The website allows simultaneous comparison of each of the seven roles in the professional profiles for up to four of the 38 specialties.

Trial registration: not relevant.

RESULTS

A total of 24 (63%) of the 38 specialties described the contents for all of the seven roles in their professional profiles, four (11%) described only the contents for some of the roles and ten (26%) described none of the seven roles.

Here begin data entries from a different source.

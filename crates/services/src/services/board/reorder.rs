use db::models::{column::Column, task::Task};
use serde::{Deserialize, Serialize};
use thiserror::Error;

/// A drag-and-drop gesture: the task at `source_index` within its column is
/// dropped at `dest_index` of the destination column.
#[derive(Debug, Clone, PartialEq, Eq, Serialize, Deserialize)]
pub struct TaskMove {
    pub task_id: String,
    pub source_column_id: String,
    pub dest_column_id: String,
    pub source_index: usize,
    pub dest_index: usize,
}

impl TaskMove {
    pub fn is_noop(&self) -> bool {
        self.source_column_id == self.dest_column_id && self.source_index == self.dest_index
    }

    pub fn crosses_columns(&self) -> bool {
        self.source_column_id != self.dest_column_id
    }
}

#[derive(Debug, Clone, PartialEq, Eq, Error)]
pub enum InvalidMove {
    #[error("column {0} is not on the board")]
    UnknownColumn(String),
    #[error("index {index} is out of range for column {column_id} ({len} tasks)")]
    IndexOutOfRange {
        column_id: String,
        index: usize,
        len: usize,
    },
    #[error("task {task_id} is not at index {index} of column {column_id}")]
    TaskNotAtIndex {
        task_id: String,
        column_id: String,
        index: usize,
    },
}

/// Returns the task list after applying `mv`.
///
/// Tasks are partitioned by column (relative order kept), the moved task is
/// taken out of its source partition and inserted into the destination one
/// at `dest_index`, clamped to the partition length. Partitions are then
/// concatenated in column order. Tasks in columns not on the board keep their
/// relative order at the end.
pub fn reorder(tasks: &[Task], columns: &[Column], mv: &TaskMove) -> Result<Vec<Task>, InvalidMove> {
    let column_index = |id: &str| {
        columns
            .iter()
            .position(|column| column.id == id)
            .ok_or_else(|| InvalidMove::UnknownColumn(id.to_string()))
    };
    let source = column_index(&mv.source_column_id)?;
    let dest = column_index(&mv.dest_column_id)?;

    let mut partitions: Vec<Vec<Task>> = vec![Vec::new(); columns.len()];
    let mut stray = Vec::new();
    for task in tasks {
        match columns.iter().position(|column| column.id == task.column_id) {
            Some(index) => partitions[index].push(task.clone()),
            None => stray.push(task.clone()),
        }
    }

    let source_len = partitions[source].len();
    if mv.source_index >= source_len {
        return Err(InvalidMove::IndexOutOfRange {
            column_id: mv.source_column_id.clone(),
            index: mv.source_index,
            len: source_len,
        });
    }
    if partitions[source][mv.source_index].id != mv.task_id {
        return Err(InvalidMove::TaskNotAtIndex {
            task_id: mv.task_id.clone(),
            column_id: mv.source_column_id.clone(),
            index: mv.source_index,
        });
    }

    let mut moved = partitions[source].remove(mv.source_index);
    moved.column_id = mv.dest_column_id.clone();
    let target = &mut partitions[dest];
    let index = mv.dest_index.min(target.len());
    target.insert(index, moved);

    let mut ordered: Vec<Task> = partitions.into_iter().flatten().collect();
    ordered.extend(stray);
    Ok(ordered)
}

The medical expert and scholar roles were most frequently described and both appeared in 28 (74%) of 38 professional profiles (Figure 1). Each of the other five roles were described in 24 to 26 (63-68%) of the 38 professional profiles. In some of the profiles, individual roles were described in combined categories addressing two to four roles. For example, “pathological anatomy and cytology” had a combined category for the communicator and collaborator roles. Two specialties only described the medical expert and scholar roles (nephrology and psychiatry) and had a third category called “additional roles” which included contents not specifically related to any of the other five roles.

The level of detail of the contents for each role varied between the specialties (Table 1). In some specialties, an approved introductory position was sufficient to fulfil some of the roles (e.g. health advocate in cardilogy). Some roles described contents that was of a quantitative nature and easy for applicants to document (e.g. having worked within the specialty), whereas other contents was of a qualitative nature and more difficult to document (e.g. competency with specific skills).

Nine out of 38 professional profiles (24%) included a clear ranking of the seven roles. The medical expert role was ranked the most important in all nine specialties. In seven specialties, the medical expert role was followed by the scholar role in terms of importance (Table 2).

Seven of 38 specialties (18%) used score sheets, though their use varied among the different PMTSs (Table 3). Two specialties used score sheets only for the interview assessment, and five specialties used score sheets for both assessment of the written applications and for interviews. Five specialties used seven different global score systems which varied in terms of possible maximum scores from seven to 122 depending on the specialty. One specialty (general practice) used a different system in each region.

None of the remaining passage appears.